GSCC believes that its cross-margining program enhances the safety and soundness of the settlement process for the government securities marketplace by: (1) Providing clearing organizations with more data concerning members' intermarket positions (which is especially valuable during stressed market conditions) to enable the clearing organizations to more accurately make decisions regarding the true risk of such positions to the clearing organization; (2) allowing for enhanced sharing of collateral resources; and (3) encouraging coordinated liquidation processes for a joint participant, or a participant and its affiliate, in the event of an insolvency. GSCC further believes that cross-margining benefits participating clearing members by providing members with the opportunity to more efficiently use their collateral. More important from a regulatory perspective, however, is that cross-margining programs have long been recognized as enhancing the safety and soundness of the clearing system itself. Studies of the October 1987 market break gave support to the concept to the concept of cross-margining. For example, The Report of the President's Task Force on Market Mechanisms (January 1988) noted that the absence of a cross-margining system for futures and securities options markets contributed to payment strains in October 19878. The Interim Report of the President's Working Group on Financial Markets (May 1988) also recommended that the SEC and CFTC facilitate cross-margining programs among clearing organizations.
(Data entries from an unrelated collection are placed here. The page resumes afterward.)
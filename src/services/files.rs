//! File operations and transfers.
//!
//! Files are addressed by their path relative to the drive root, e.g.
//! `Reports/2024/summary.xlsx`. Downloads stream to disk chunk by chunk and
//! uploads stream from disk, so large files never sit in memory.

use super::{item_action, item_path, require};
use crate::client::{ApiRequest, RequestExecutor};
use crate::errors::SharePointResult;
use crate::services::FoldersService;
use crate::transport::{ByteStream, HttpResponse, StreamingResponse};
use crate::types::requests::{CopyItemRequest, MoveItemRequest, RenameItemRequest};
use crate::types::{
    DownloadReport, DownloadStatus, FileInfo, MovedFile, RenamedFile, SharePointResponse,
    UploadedFile,
};
use bytes::Bytes;
use futures::StreamExt;
use reqwest::StatusCode;
use std::path::Path;
use std::sync::Arc;
use tokio::io::AsyncWriteExt;
use tokio_util::io::ReaderStream;
use tracing::{info, warn};

/// Service for file operations.
pub struct FilesService {
    executor: Arc<RequestExecutor>,
}

impl FilesService {
    /// Creates a new files service.
    pub(crate) fn new(executor: Arc<RequestExecutor>) -> Self {
        Self { executor }
    }

    /// Gets file metadata.
    pub async fn get_file_info(
        &self,
        drive_id: &str,
        filename: &str,
    ) -> SharePointResult<SharePointResponse<FileInfo>> {
        require("drive_id", drive_id)?;
        require("filename", filename)?;
        info!(drive_id, filename, "Getting file info");

        let response = self
            .executor
            .execute(ApiRequest::get(item_path(drive_id, Some(filename))).select::<FileInfo>())
            .await?;

        let envelope = self
            .executor
            .shape(response, &[StatusCode::OK, StatusCode::ACCEPTED])?;
        if envelope.has_content() {
            info!("Request successful");
        }
        Ok(envelope)
    }

    /// Copies a file into `target_path` of the same drive.
    ///
    /// The service copies asynchronously; success only means the copy was
    /// accepted.
    pub async fn copy_file(
        &self,
        drive_id: &str,
        filename: &str,
        target_path: &str,
        new_name: Option<&str>,
    ) -> SharePointResult<SharePointResponse<()>> {
        require("drive_id", drive_id)?;
        require("filename", filename)?;
        info!(drive_id, filename, target_path, "Copying file");

        let body = CopyItemRequest::within_drive(
            drive_id,
            target_path.trim_matches('/'),
            new_name.map(str::to_string),
        );
        let request = ApiRequest::post(item_action(drive_id, Some(filename), "copy")).json(&body)?;
        let response = self.executor.execute(request).await?;

        let envelope = self
            .executor
            .unit(response, &[StatusCode::OK, StatusCode::ACCEPTED]);
        if envelope.has_content() {
            info!("Request successful");
        }
        Ok(envelope)
    }

    /// Moves a file into the folder at `target_path`, optionally renaming it.
    ///
    /// Looks up the file and the target folder first. If either lookup
    /// fails, its envelope is returned without content and nothing is moved.
    pub async fn move_file(
        &self,
        drive_id: &str,
        filename: &str,
        target_path: &str,
        new_name: Option<&str>,
    ) -> SharePointResult<SharePointResponse<MovedFile>> {
        info!(drive_id, filename, target_path, "Moving file");

        let file = self.get_file_info(drive_id, filename).await?;
        let file_id = match file.content.as_ref().map(|info| info.id.clone()) {
            Some(id) => id,
            None => {
                warn!(status = file.status_code(), "File lookup failed");
                return Ok(file.with_content(None));
            }
        };

        let folders = FoldersService::new(self.executor.clone());
        let folder = folders.get_dir_info(drive_id, Some(target_path)).await?;
        let folder_id = match folder.content.as_ref().map(|info| info.id.clone()) {
            Some(id) => id,
            None => {
                warn!(status = folder.status_code(), "Target folder lookup failed");
                return Ok(folder.with_content(None));
            }
        };

        let request = ApiRequest::patch(format!("drives/{}/items/{}", drive_id, file_id))
            .select::<MovedFile>()
            .json(&MoveItemRequest::to_folder(folder_id, new_name.map(str::to_string)))?;
        let response = self.executor.execute(request).await?;

        let envelope = self.executor.shape(response, &[StatusCode::OK])?;
        if envelope.has_content() {
            info!("Request successful");
        }
        Ok(envelope)
    }

    /// Deletes a file.
    pub async fn delete_file(
        &self,
        drive_id: &str,
        filename: &str,
    ) -> SharePointResult<SharePointResponse<()>> {
        require("drive_id", drive_id)?;
        require("filename", filename)?;
        info!(drive_id, filename, "Deleting file");

        let response = self
            .executor
            .execute(ApiRequest::delete(item_path(drive_id, Some(filename))))
            .await?;

        let envelope = self
            .executor
            .unit(response, &[StatusCode::OK, StatusCode::NO_CONTENT]);
        if envelope.has_content() {
            info!("Request successful");
        }
        Ok(envelope)
    }

    /// Renames a file in place.
    pub async fn rename_file(
        &self,
        drive_id: &str,
        filename: &str,
        new_name: &str,
    ) -> SharePointResult<SharePointResponse<RenamedFile>> {
        require("drive_id", drive_id)?;
        require("filename", filename)?;
        require("new_name", new_name)?;
        info!(drive_id, filename, new_name, "Renaming file");

        let request = ApiRequest::patch(item_path(drive_id, Some(filename)))
            .select::<RenamedFile>()
            .json(&RenameItemRequest {
                name: new_name.to_string(),
            })?;
        let response = self.executor.execute(request).await?;

        let envelope = self.executor.shape(response, &[StatusCode::OK])?;
        if envelope.has_content() {
            info!("Request successful");
        }
        Ok(envelope)
    }

    /// Streams a file to `local_path`.
    ///
    /// Content is the number of bytes written. The local file is only
    /// created once the service answered with success.
    ///
    /// # Example
    ///
    /// ```no_run
    /// # use integrations_sharepoint::*;
    /// # async fn example(client: SharePointClient) -> SharePointResult<()> {
    /// let response = client
    ///     .files()
    ///     .download_file("b!drive", "Reports/summary.xlsx", "/tmp/summary.xlsx")
    ///     .await?;
    /// println!("{:?} bytes", response.content);
    /// # Ok(())
    /// # }
    /// ```
    pub async fn download_file(
        &self,
        drive_id: &str,
        remote_path: &str,
        local_path: impl AsRef<Path>,
    ) -> SharePointResult<SharePointResponse<u64>> {
        require("drive_id", drive_id)?;
        require("remote_path", remote_path)?;
        let local_path = local_path.as_ref();
        info!(drive_id, remote_path, local_path = %local_path.display(), "Downloading file");

        let response = self
            .executor
            .execute_streaming(ApiRequest::get(item_action(drive_id, Some(remote_path), "content")))
            .await?;

        if response.status != StatusCode::OK {
            let failed = response.collect().await?;
            warn!(status = failed.status.as_u16(), "Download failed");
            return Ok(SharePointResponse::new(failed.status, failed.headers, failed.body, None));
        }

        let StreamingResponse {
            status,
            headers,
            mut body,
        } = response;

        let mut file = tokio::fs::File::create(local_path).await?;
        let written = match write_body(&mut file, &mut body).await {
            Ok(written) => written,
            Err(e) => {
                // A truncated file must not look like a finished download.
                drop(file);
                if let Err(remove_err) = tokio::fs::remove_file(local_path).await {
                    warn!(error = %remove_err, "Failed to remove partial download");
                }
                return Err(e);
            }
        };

        info!(bytes = written, "File downloaded successfully");
        Ok(SharePointResponse::new(status, headers, Bytes::new(), Some(written)))
    }

    /// Downloads a file into memory.
    pub async fn download_file_to_memory(
        &self,
        drive_id: &str,
        remote_path: &str,
    ) -> SharePointResult<SharePointResponse<Bytes>> {
        require("drive_id", drive_id)?;
        require("remote_path", remote_path)?;
        info!(drive_id, remote_path, "Downloading file to memory");

        let response = self
            .executor
            .execute(ApiRequest::get(item_action(drive_id, Some(remote_path), "content")))
            .await?;

        let content = (response.status == StatusCode::OK).then(|| response.body.clone());
        if let Some(bytes) = &content {
            info!(bytes = bytes.len(), "File downloaded successfully");
        }
        Ok(SharePointResponse::new(
            response.status,
            response.headers,
            response.body,
            content,
        ))
    }

    /// Downloads every file with an extension in the folder at `remote_path`
    /// into `local_dir`.
    ///
    /// Folders and extension-less files are skipped. Each downloaded file is
    /// reported as passed or failed; one failure does not stop the others.
    /// The envelope carries the status of the folder listing.
    pub async fn download_all_files(
        &self,
        drive_id: &str,
        remote_path: &str,
        local_dir: impl AsRef<Path>,
    ) -> SharePointResult<SharePointResponse<Vec<DownloadReport>>> {
        let local_dir = local_dir.as_ref();
        info!(drive_id, remote_path, local_dir = %local_dir.display(), "Downloading all files");

        let folders = FoldersService::new(self.executor.clone());
        let mut listing = folders.list_dir(drive_id, Some(remote_path)).await?;
        let entries = match listing.content.take() {
            Some(entries) => entries,
            None => {
                warn!(status = listing.status_code(), "Failed to list folder contents");
                return Ok(listing.with_content(None));
            }
        };

        tokio::fs::create_dir_all(local_dir).await?;

        let folder = remote_path.trim_end_matches('/');
        let mut reports = Vec::new();
        for entry in entries.into_iter().filter(|e| e.has_extension()) {
            let remote_file = if folder.is_empty() {
                entry.name.clone()
            } else {
                format!("{}/{}", folder, entry.name)
            };

            let status = match self
                .download_file(drive_id, &remote_file, local_dir.join(&entry.name))
                .await
            {
                Ok(response) if response.has_content() => DownloadStatus::Pass,
                Ok(response) => {
                    warn!(file = %entry.name, status = response.status_code(), "Failed to download");
                    DownloadStatus::Fail
                }
                Err(e) => {
                    warn!(file = %entry.name, error = %e, "Failed to download");
                    DownloadStatus::Fail
                }
            };

            reports.push(DownloadReport { entry, status });
        }

        info!(count = reports.len(), "Folder download finished");
        Ok(listing.with_content(Some(reports)))
    }

    /// Uploads a local file to `remote_path`, replacing any existing file.
    pub async fn upload_file(
        &self,
        drive_id: &str,
        local_path: impl AsRef<Path>,
        remote_path: &str,
    ) -> SharePointResult<SharePointResponse<UploadedFile>> {
        require("drive_id", drive_id)?;
        require("remote_path", remote_path)?;
        let local_path = local_path.as_ref();
        info!(drive_id, local_path = %local_path.display(), remote_path, "Uploading file");

        let file = tokio::fs::File::open(local_path).await?;
        let request = ApiRequest::put(item_action(drive_id, Some(remote_path), "content"))
            .select::<UploadedFile>()
            .stream(Box::pin(ReaderStream::new(file)));
        let response = self.executor.execute(request).await?;

        self.uploaded(response)
    }

    /// Uploads in-memory data to `remote_path`.
    pub async fn upload_bytes(
        &self,
        drive_id: &str,
        data: Bytes,
        remote_path: &str,
    ) -> SharePointResult<SharePointResponse<UploadedFile>> {
        require("drive_id", drive_id)?;
        require("remote_path", remote_path)?;
        info!(drive_id, remote_path, bytes = data.len(), "Uploading data");

        let request = ApiRequest::put(item_action(drive_id, Some(remote_path), "content"))
            .select::<UploadedFile>()
            .bytes(data);
        let response = self.executor.execute(request).await?;

        self.uploaded(response)
    }

    fn uploaded(
        &self,
        response: HttpResponse,
    ) -> SharePointResult<SharePointResponse<UploadedFile>> {
        let envelope = self
            .executor
            .shape(response, &[StatusCode::OK, StatusCode::CREATED])?;
        if envelope.has_content() {
            info!("Upload successful");
        }
        Ok(envelope)
    }
}

async fn write_body(file: &mut tokio::fs::File, body: &mut ByteStream) -> SharePointResult<u64> {
    let mut written: u64 = 0;
    while let Some(chunk) = body.next().await {
        let chunk = chunk?;
        file.write_all(&chunk).await?;
        written += chunk.len() as u64;
    }
    file.flush().await?;
    Ok(written)
}
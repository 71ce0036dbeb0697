//! Request executor with auth, response normalization and error mapping.

use crate::auth::AuthProvider;
use crate::config::SharePointConfig;
use crate::errors::{
    AuthenticationError, AuthorizationError, NetworkError, QuotaError, RequestError,
    ResourceError, ServerError, SharePointError, SharePointResult,
};
use crate::transport::{
    BodyStream, HttpMethod, HttpRequest, HttpResponse, HttpTransport, RequestBody,
    StreamingResponse,
};
use crate::types::{select_clause, validate_many, validate_one, DerivationPolicy, Shape, SharePointResponse};
use bytes::Bytes;
use mime::Mime;
use reqwest::header::{HeaderMap, HeaderValue, ACCEPT, AUTHORIZATION, CONTENT_TYPE, USER_AGENT};
use reqwest::StatusCode;
use secrecy::ExposeSecret;
use serde::Serialize;
use serde_json::Value;
use std::sync::Arc;
use std::time::Duration;
use tracing::debug;
use url::Url;

/// Accept header for JSON responses.
pub const ACCEPT_JSON: &str = "application/json";

/// Accept header that strips OData annotations from list item fields.
pub const ACCEPT_JSON_NO_METADATA: &str = "application/json;odata.metadata=none";

/// A request relative to the Graph base URL.
#[derive(Debug)]
pub struct ApiRequest {
    method: HttpMethod,
    path: String,
    query: Vec<(String, String)>,
    body: Option<RequestBody>,
    content_type: Option<Mime>,
    accept: &'static str,
}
As a result, the first cross-margining arrangement between clearing organizations was implemented in 1988.[11]

II. Discussion

Under section 19(b) of the Act, the Commission is directed to approve a proposed rule change of a clearing agency if not finds that the proposed rule change is consistent with the Act and the rules and regulations thereunder.[12] In section 17A(a)(2)(A)(ii) of the Act, Congress directs the Commission to use its authority under the Act to facilitate the establishment of linked or coordinated facilities for clearance and settlement of transactions in securities, securities options, contracts of sale for further delivery and options thereon, and commodity options.[13] Section 17A(b)(3)(F) of the Act requires that the rules of a clearing agency be designed to assure the safeguarding of securities and funds which are in the custody or control of the clearing agency for which it is responsible.[14] The Commission believes that the approval of GSCC's proposed rule change is consistent with these sections.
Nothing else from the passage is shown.